(Beginning of EXTRACTED INFORMATION)
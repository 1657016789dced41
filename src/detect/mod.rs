//! Detector seam.
//!
//! Face and pose landmark detectors are external black boxes that emit
//! normalized coordinates; this module defines the handles the engine owns
//! and the fixture/replay sources used in tests and the CLI.

mod landmarker;

pub mod fixture;

pub use fixture::{
    FixtureFaceLandmarker, FixtureOutcome, FixturePoseLandmarker, JsonFaceSource, JsonPoseSource,
};
pub use landmarker::{FaceLandmarker, PoseLandmarker};
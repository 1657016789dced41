//! Fashion recommendation generation.
//!
//! Deterministic tables over the closed (gender, occasion, budget) domain,
//! keyed off whichever analysis facts are present. Pure and total: identical
//! inputs always produce identical output, and the enums make an unhandled
//! combination a compile error instead of a silent fallthrough.

use clap::ValueEnum;
use serde::{Deserialize, Serialize};

use crate::body_shape::BodyShape;
use crate::colors::ColorPalette;
use crate::face_shape::FaceShape;
use crate::skin_tone::SkinTone;

/// User gender context.
#[derive(Clone, Copy, Debug, PartialEq, Eq, Serialize, Deserialize, ValueEnum)]
#[serde(rename_all = "lowercase")]
pub enum Gender {
    Male,
    Female,
    Other,
}

/// Occasion the user is dressing for.
#[derive(Clone, Copy, Debug, PartialEq, Eq, Serialize, Deserialize, ValueEnum)]
#[serde(rename_all = "lowercase")]
pub enum Occasion {
    Daily,
    Party,
    Interview,
    Wedding,
}

/// Budget tier.
#[derive(Clone, Copy, Debug, PartialEq, Eq, Serialize, Deserialize, ValueEnum)]
#[serde(rename_all = "lowercase")]
pub enum Budget {
    Low,
    Medium,
    High,
}

/// User context supplied alongside the photo.
#[derive(Clone, Copy, Debug, PartialEq, Eq, Serialize, Deserialize)]
#[serde(rename_all = "camelCase")]
pub struct RecommendationContext {
    pub gender: Gender,
    pub occasion: Occasion,
    pub budget: Budget,
}

/// Analysis facts the generator keys off. Every field is optional; a
/// rationale line is appended only when its fact is present.
#[derive(Clone, Debug, Default)]
pub struct AnalysisFacts {
    pub body_shape: Option<BodyShape>,
    pub face_shape: Option<FaceShape>,
    pub skin_tone: Option<SkinTone>,
    pub palette: Option<ColorPalette>,
}

/// Structured recommendation output. All sequences are ordered.
#[derive(Clone, Debug, PartialEq, Eq, Serialize, Deserialize)]
#[serde(rename_all = "camelCase")]
pub struct RecommendationSet {
    pub outfits: Vec<String>,
    pub hairstyles: Vec<String>,
    pub accessories: Vec<String>,
    pub colors: Vec<String>,
    pub best_outfit: String,
    pub rationale: Vec<String>,
}

/// The single best outfit for a (gender, occasion) pair.
fn best_outfit(gender: Gender, occasion: Occasion) -> &'static str {
    match (gender, occasion) {
        (Gender::Female, Occasion::Wedding) => "Embroidered Anarkali with statement dupatta",
        (Gender::Female, Occasion::Interview) => {
            "Tailored blazer with pencil skirt and neutral pumps"
        }
        (Gender::Female, Occasion::Party) => "Satin midi dress with sleek heels",
        (Gender::Female, Occasion::Daily) => "Knit top with high-waist jeans and white sneakers",
        (Gender::Male, Occasion::Wedding) => "Classic kurta with Nehru jacket and straight trousers",
        (Gender::Male, Occasion::Interview) => "Navy blazer with crisp shirt and tapered chinos",
        (Gender::Male, Occasion::Party) => "Statement bomber with dark slim-fit jeans",
        (Gender::Male, Occasion::Daily) => "Oxford shirt with relaxed chinos and loafers",
        (Gender::Other, Occasion::Wedding) => "Structured ethnic set with layered stole",
        (Gender::Other, Occasion::Interview) => "Minimal blazer with straight-leg trousers",
        (Gender::Other, Occasion::Party) => "Monochrome co-ord set with bold sneakers",
        (Gender::Other, Occasion::Daily) => "Relaxed overshirt with tapered pants",
    }
}

/// Rationale lines, tested independently in a fixed order: body shape, face
/// shape, skin tone, budget. Non-exclusive; several lines may append.
fn rationale(context: &RecommendationContext, facts: &AnalysisFacts) -> Vec<String> {
    let mut lines: Vec<&str> = Vec::new();

    match facts.body_shape {
        Some(BodyShape::InvertedTriangle) => {
            lines.push("Balance shoulders with straight-leg or wide-leg bottoms.");
        }
        Some(BodyShape::Triangle) => {
            lines.push("Add structure on top and keep the lower half streamlined.");
        }
        Some(BodyShape::Rectangle) => {
            lines.push("Create shape with layered tailoring and waist definition.");
        }
        _ => {}
    }

    match facts.face_shape {
        Some(FaceShape::Round) => lines.push("Prefer V-necks to elongate the neckline."),
        Some(FaceShape::Square) => lines.push("Softer necklines help balance angular features."),
        Some(FaceShape::Heart) => lines.push("Boat or scoop necklines balance wider foreheads."),
        _ => {}
    }

    match facts.skin_tone {
        Some(SkinTone::Light) => lines.push("Pastels and cool tones will lift your complexion."),
        Some(SkinTone::Deep) => lines.push("Rich jewel tones enhance contrast beautifully."),
        _ => {}
    }

    match context.budget {
        Budget::Low => lines.push("Focus on cotton blends and smart layering for value."),
        Budget::High => lines.push("Premium fabrics like wool or silk elevate the look."),
        Budget::Medium => {}
    }

    lines.into_iter().map(str::to_string).collect()
}

/// Generate recommendations for a context and set of analysis facts.
pub fn generate(context: &RecommendationContext, facts: &AnalysisFacts) -> RecommendationSet {
    let mut outfits: Vec<&str> = Vec::new();
    let mut hairstyles: Vec<&str> = Vec::new();
    let mut accessories: Vec<&str> = Vec::new();
    let mut colors: Vec<&str> = Vec::new();

    match context.occasion {
        Occasion::Wedding => {
            outfits.extend(["Elegant traditional attire", "Embroidered ethnic wear"]);
            accessories.extend(["Statement jewelry", "Classic watch"]);
        }
        Occasion::Interview => {
            outfits.extend(["Tailored blazer", "Neutral formal trousers"]);
            accessories.extend(["Minimalist belt", "Leather shoes"]);
        }
        Occasion::Party => {
            outfits.extend(["Bold statement jacket", "Slim-fit jeans"]);
            accessories.extend(["Layered chains", "Stylish sneakers"]);
        }
        Occasion::Daily => {
            outfits.extend(["Smart casual shirt", "Comfortable chinos"]);
            accessories.extend(["Everyday watch", "Sunglasses"]);
        }
    }

    match context.gender {
        Gender::Female => {
            hairstyles.extend(["Soft waves", "Textured bob"]);
            outfits.extend(["A-line dress", "High-waisted trousers"]);
        }
        Gender::Male | Gender::Other => {
            hairstyles.extend(["Classic fade", "Textured quiff"]);
            outfits.extend(["Structured jacket", "Crisp button-down"]);
        }
    }

    match context.budget {
        Budget::Low => {
            outfits.push("Basic tees with layered styling");
            colors.extend(["Navy", "White", "Grey"]);
        }
        Budget::High => {
            outfits.push("Designer statement pieces");
            colors.extend(["Emerald", "Burgundy", "Ivory"]);
        }
        Budget::Medium => {
            outfits.push("Mid-range versatile essentials");
            colors.extend(["Olive", "Beige", "Charcoal"]);
        }
    }

    // A supplied palette fully overrides the budget-tier defaults.
    let colors = match &facts.palette {
        Some(palette) if !palette.is_empty() => palette.to_vec(),
        _ => colors.into_iter().map(str::to_string).collect(),
    };

    RecommendationSet {
        outfits: outfits.into_iter().map(str::to_string).collect(),
        hairstyles: hairstyles.into_iter().map(str::to_string).collect(),
        accessories: accessories.into_iter().map(str::to_string).collect(),
        colors,
        best_outfit: best_outfit(context.gender, context.occasion).to_string(),
        rationale: rationale(context, facts),
    }
}

#[cfg(test)]
mod tests {
    use super::*;
    use crate::colors::palette_for;
    use crate::skin_tone::Undertone;

    fn context(gender: Gender, occasion: Occasion, budget: Budget) -> RecommendationContext {
        RecommendationContext {
            gender,
            occasion,
            budget,
        }
    }

    #[test]
    fn wedding_guest_gets_full_rationale_in_order() {
        let ctx = context(Gender::Male, Occasion::Wedding, Budget::High);
        let facts = AnalysisFacts {
            body_shape: Some(BodyShape::InvertedTriangle),
            face_shape: Some(FaceShape::Round),
            skin_tone: Some(SkinTone::Deep),
            palette: None,
        };

        let set = generate(&ctx, &facts);

        assert_eq!(
            set.best_outfit,
            "Classic kurta with Nehru jacket and straight trousers"
        );
        assert_eq!(
            set.rationale,
            vec![
                "Balance shoulders with straight-leg or wide-leg bottoms.",
                "Prefer V-necks to elongate the neckline.",
                "Rich jewel tones enhance contrast beautifully.",
                "Premium fabrics like wool or silk elevate the look.",
            ]
        );
    }

    #[test]
    fn generation_is_pure() {
        let ctx = context(Gender::Female, Occasion::Party, Budget::Low);
        let facts = AnalysisFacts {
            body_shape: Some(BodyShape::Triangle),
            face_shape: Some(FaceShape::Heart),
            skin_tone: Some(SkinTone::Light),
            palette: Some(palette_for(SkinTone::Light, Undertone::Cool)),
        };

        assert_eq!(generate(&ctx, &facts), generate(&ctx, &facts));
    }

    #[test]
    fn palette_overrides_budget_colors() {
        let ctx = context(Gender::Other, Occasion::Daily, Budget::Medium);
        let palette = palette_for(SkinTone::Fair, Undertone::Warm);
        let facts = AnalysisFacts {
            palette: Some(palette.clone()),
            ..AnalysisFacts::default()
        };

        let set = generate(&ctx, &facts);
        assert_eq!(set.colors, palette.to_vec());
    }

    #[test]
    fn budget_colors_apply_without_palette() {
        let ctx = context(Gender::Other, Occasion::Daily, Budget::Medium);
        let set = generate(&ctx, &AnalysisFacts::default());
        assert_eq!(set.colors, ["Olive", "Beige", "Charcoal"]);
    }

    #[test]
    fn absent_facts_append_no_rationale() {
        let ctx = context(Gender::Female, Occasion::Interview, Budget::Medium);
        let set = generate(&ctx, &AnalysisFacts::default());
        assert!(set.rationale.is_empty());
    }

    #[test]
    fn occasion_and_gender_items_assemble_in_order() {
        let ctx = context(Gender::Female, Occasion::Interview, Budget::Low);
        let set = generate(&ctx, &AnalysisFacts::default());

        assert_eq!(
            set.outfits,
            vec![
                "Tailored blazer",
                "Neutral formal trousers",
                "A-line dress",
                "High-waisted trousers",
                "Basic tees with layered styling",
            ]
        );
        assert_eq!(set.hairstyles, vec!["Soft waves", "Textured bob"]);
        assert_eq!(set.accessories, vec!["Minimalist belt", "Leather shoes"]);
    }

    #[test]
    fn trapezoid_and_oval_bodies_have_no_dedicated_line() {
        let ctx = context(Gender::Male, Occasion::Daily, Budget::Medium);
        for shape in [BodyShape::Trapezoid, BodyShape::Oval] {
            let facts = AnalysisFacts {
                body_shape: Some(shape),
                ..AnalysisFacts::default()
            };
            assert!(generate(&ctx, &facts).rationale.is_empty());
        }
    }
}
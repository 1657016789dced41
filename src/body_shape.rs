//! Body shape classification from the 33-point pose landmark set.
//!
//! Same ordered-rule structure as the face classifier. Waist landmarks are
//! synthesized halfway between shoulder and hip on each side; pose detectors
//! emit no waist point directly.

use std::fmt;

use serde::{Deserialize, Serialize};

use crate::error::{AnalysisError, Result};
use crate::geometry::{distance, lerp_point};
use crate::landmarks::{pose_index, PoseLandmarkSet, MIN_POSE_LANDMARKS};

/// The five body shape labels.
#[derive(Clone, Copy, Debug, PartialEq, Eq, Serialize, Deserialize)]
pub enum BodyShape {
    Rectangle,
    #[serde(rename = "Inverted Triangle")]
    InvertedTriangle,
    Triangle,
    Trapezoid,
    Oval,
}

impl fmt::Display for BodyShape {
    fn fmt(&self, f: &mut fmt::Formatter<'_>) -> fmt::Result {
        let label = match self {
            BodyShape::Rectangle => "Rectangle",
            BodyShape::InvertedTriangle => "Inverted Triangle",
            BodyShape::Triangle => "Triangle",
            BodyShape::Trapezoid => "Trapezoid",
            BodyShape::Oval => "Oval",
        };
        f.write_str(label)
    }
}

/// Raw body widths. Units cancel in the ratios, so callers may supply
/// normalized or pixel measurements interchangeably.
#[derive(Clone, Copy, Debug, Serialize, Deserialize)]
#[serde(rename_all = "camelCase")]
pub struct BodyMeasurements {
    pub shoulder_width: f64,
    pub hip_width: f64,
    pub waist_width: f64,
}

/// Ratios the classification rules test against.
#[derive(Clone, Copy, Debug, Serialize, Deserialize)]
#[serde(rename_all = "camelCase")]
pub struct BodyRatios {
    pub shoulder_to_hip: f64,
    pub waist_to_shoulder: f64,
}

/// Outcome of body shape classification.
#[derive(Clone, Copy, Debug, Serialize, Deserialize)]
#[serde(rename_all = "camelCase")]
pub struct BodyShapeResult {
    pub body_shape: BodyShape,
    pub confidence: f64,
    pub ratios: BodyRatios,
}

/// Measure shoulder, hip and synthesized waist widths from pose landmarks.
///
/// Fails `InsufficientLandmarks` when fewer than 25 points arrived or any
/// shoulder/hip point is missing. The orchestrator absorbs this failure.
pub fn measure(landmarks: &PoseLandmarkSet) -> Result<BodyMeasurements> {
    if landmarks.len() < MIN_POSE_LANDMARKS {
        return Err(AnalysisError::InsufficientLandmarks);
    }

    let point = |index: usize| {
        landmarks
            .get(index)
            .ok_or(AnalysisError::InsufficientLandmarks)
    };

    let left_shoulder = point(pose_index::LEFT_SHOULDER)?;
    let right_shoulder = point(pose_index::RIGHT_SHOULDER)?;
    let left_hip = point(pose_index::LEFT_HIP)?;
    let right_hip = point(pose_index::RIGHT_HIP)?;

    let left_waist = lerp_point(left_shoulder, left_hip, 0.5);
    let right_waist = lerp_point(right_shoulder, right_hip, 0.5);

    Ok(BodyMeasurements {
        shoulder_width: distance(left_shoulder, right_shoulder),
        hip_width: distance(left_hip, right_hip),
        waist_width: distance(left_waist, right_waist),
    })
}

/// Classify a body shape from measurements. First match wins.
pub fn classify_measurements(m: &BodyMeasurements) -> Result<BodyShapeResult> {
    // Zero-width shoulders or hips would divide by zero below; that is a
    // detection failure, not a Rectangle.
    if m.shoulder_width <= f64::EPSILON || m.hip_width <= f64::EPSILON {
        return Err(AnalysisError::InsufficientLandmarks);
    }

    let ratios = BodyRatios {
        shoulder_to_hip: m.shoulder_width / m.hip_width,
        waist_to_shoulder: m.waist_width / m.shoulder_width,
    };

    let s2h = ratios.shoulder_to_hip;
    let w2s = ratios.waist_to_shoulder;

    let (body_shape, confidence) = if s2h >= 1.2 {
        (BodyShape::InvertedTriangle, (0.65 + (s2h - 1.2)).min(1.0))
    } else if s2h <= 0.85 {
        (BodyShape::Triangle, (0.65 + (0.85 - s2h)).min(1.0))
    } else if w2s < 0.75 {
        (BodyShape::Trapezoid, (0.6 + (0.75 - w2s)).min(1.0))
    } else if w2s > 0.95 {
        (BodyShape::Oval, (0.6 + (w2s - 0.95)).min(1.0))
    } else {
        (BodyShape::Rectangle, 0.55)
    };

    Ok(BodyShapeResult {
        body_shape,
        confidence,
        ratios,
    })
}

/// Classify a body shape from pose landmarks.
pub fn classify(landmarks: &PoseLandmarkSet) -> Result<BodyShapeResult> {
    classify_measurements(&measure(landmarks)?)
}

#[cfg(test)]
mod tests {
    use super::*;
    use crate::geometry::NormalizedPoint;
    use crate::landmarks::POSE_LANDMARK_COUNT;

    fn torso_landmarks(shoulder_width: f64, hip_width: f64) -> PoseLandmarkSet {
        let mut points = vec![NormalizedPoint::new(0.5, 0.5); POSE_LANDMARK_COUNT];
        points[pose_index::LEFT_SHOULDER] = NormalizedPoint::new(0.5 - shoulder_width / 2.0, 0.3);
        points[pose_index::RIGHT_SHOULDER] = NormalizedPoint::new(0.5 + shoulder_width / 2.0, 0.3);
        points[pose_index::LEFT_HIP] = NormalizedPoint::new(0.5 - hip_width / 2.0, 0.7);
        points[pose_index::RIGHT_HIP] = NormalizedPoint::new(0.5 + hip_width / 2.0, 0.7);
        PoseLandmarkSet::new(points)
    }

    #[test]
    fn rejects_short_landmark_set() {
        let short = PoseLandmarkSet::new(vec![NormalizedPoint::new(0.5, 0.5); 20]);
        assert!(matches!(
            classify(&short),
            Err(AnalysisError::InsufficientLandmarks)
        ));
    }

    #[test]
    fn rejects_zero_width_torso() {
        let collapsed = PoseLandmarkSet::new(vec![NormalizedPoint::new(0.5, 0.5); 33]);
        assert!(matches!(
            classify(&collapsed),
            Err(AnalysisError::InsufficientLandmarks)
        ));
    }

    #[test]
    fn wide_shoulders_classify_inverted_triangle() {
        // Shoulder 120, hip 90: ratio 1.33.
        let m = BodyMeasurements {
            shoulder_width: 120.0,
            hip_width: 90.0,
            waist_width: 105.0,
        };
        let result = classify_measurements(&m).unwrap();
        assert_eq!(result.body_shape, BodyShape::InvertedTriangle);
        assert!((result.confidence - (0.65 + (120.0 / 90.0 - 1.2))).abs() < 1e-12);
        assert!((result.confidence - 0.7833).abs() < 1e-4);
    }

    #[test]
    fn narrow_waist_classifies_trapezoid() {
        // Equal shoulders and hips with a pinched waist.
        let m = BodyMeasurements {
            shoulder_width: 90.0,
            hip_width: 90.0,
            waist_width: 60.0,
        };
        let result = classify_measurements(&m).unwrap();
        assert_eq!(result.body_shape, BodyShape::Trapezoid);
    }

    #[test]
    fn narrow_shoulders_classify_triangle() {
        let m = BodyMeasurements {
            shoulder_width: 70.0,
            hip_width: 100.0,
            waist_width: 60.0,
        };
        let result = classify_measurements(&m).unwrap();
        assert_eq!(result.body_shape, BodyShape::Triangle);
    }

    #[test]
    fn straight_torso_from_landmarks_is_oval() {
        // Equal widths: the synthesized waist matches the shoulders, so
        // waist-to-shoulder is 1.0 and the Oval rule fires.
        let landmarks = torso_landmarks(0.4, 0.4);
        let result = classify(&landmarks).unwrap();
        assert_eq!(result.body_shape, BodyShape::Oval);
        assert!((result.ratios.waist_to_shoulder - 1.0).abs() < 1e-12);
    }

    #[test]
    fn mild_taper_from_landmarks_is_rectangle() {
        // Shoulder 0.40, hip 0.34: s2h 1.18, waist 0.37 -> w2s 0.925. No
        // rule fires, so the Rectangle default applies.
        let landmarks = torso_landmarks(0.40, 0.34);
        let result = classify(&landmarks).unwrap();
        assert_eq!(result.body_shape, BodyShape::Rectangle);
        assert!((result.confidence - 0.55).abs() < 1e-12);
    }

    #[test]
    fn confidence_clamps_at_one() {
        let m = BodyMeasurements {
            shoulder_width: 200.0,
            hip_width: 90.0,
            waist_width: 150.0,
        };
        let result = classify_measurements(&m).unwrap();
        assert_eq!(result.confidence, 1.0);
    }
}
//! Style analysis engine.
//!
//! Turns a photograph plus externally supplied facial and body landmark
//! detections into a structured style profile: face shape, body shape, skin
//! tone and undertone with confidence scores, a five-color palette, and
//! fashion recommendations for the user's context.
//!
//! # Architecture
//!
//! Data flows one way: image + landmarks -> classifiers -> palette and
//! recommendations -> result, which the caller may persist or render.
//!
//! - `geometry`: point distance and interpolation primitives
//! - `landmarks`: fixed-index landmark sets from the external detectors
//! - `detect`: detector handle traits, fixture and replay sources
//! - `face_shape`, `body_shape`: ordered-rule geometric classifiers
//! - `skin_tone`: pixel sampling and k-means tone/undertone estimation
//! - `colors`: (tone, undertone) -> palette lookup
//! - `recommend`: context + analysis facts -> outfits and rationale
//! - `engine`: orchestration, partial-failure policy, stream gating
//! - `config`: scan profile for the CLI
//!
//! Classification is deterministic geometric and color heuristics over
//! supplied landmarks, not a trained model. Confidence scores are
//! rule-margin indicators in `[0, 1]`, not calibrated probabilities.
//!
//! # Failure policy
//!
//! Face landmarks and skin signal are mandatory: their absence aborts the
//! whole analysis with a typed error. Pose landmarks are best-effort: their
//! absence yields a result without a body shape. A fatal error never
//! returns a partially populated result.

pub mod body_shape;
pub mod colors;
pub mod config;
pub mod detect;
pub mod engine;
pub mod error;
pub mod face_shape;
pub mod geometry;
pub mod landmarks;
pub mod recommend;
pub mod skin_tone;

pub use body_shape::{BodyMeasurements, BodyRatios, BodyShape, BodyShapeResult};
pub use colors::{palette_for, ColorPalette};
pub use detect::{FaceLandmarker, PoseLandmarker};
pub use engine::{AnalysisResult, StreamSession, StyleEngine};
pub use error::{AnalysisError, Result};
pub use face_shape::{FaceMeasurements, FaceRatios, FaceShape, FaceShapeResult};
pub use geometry::{distance, lerp_point, NormalizedPoint};
pub use landmarks::{FaceLandmarkSet, PoseLandmarkSet, FACE_LANDMARK_COUNT, POSE_LANDMARK_COUNT};
pub use recommend::{
    AnalysisFacts, Budget, Gender, Occasion, RecommendationContext, RecommendationSet,
};
pub use skin_tone::{SkinTone, SkinToneResult, Undertone};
(End of EXTRACTED INFORMATION)
- **TASK GOAL**: Each line above with the string "Beige" in it should be located and copied.

- **ANSWER SECTION**:
            colors.extend(["Olive", "Beige", "Charcoal"]);
        assert_eq!(set.colors, ["Olive", "Beige", "Charcoal"]);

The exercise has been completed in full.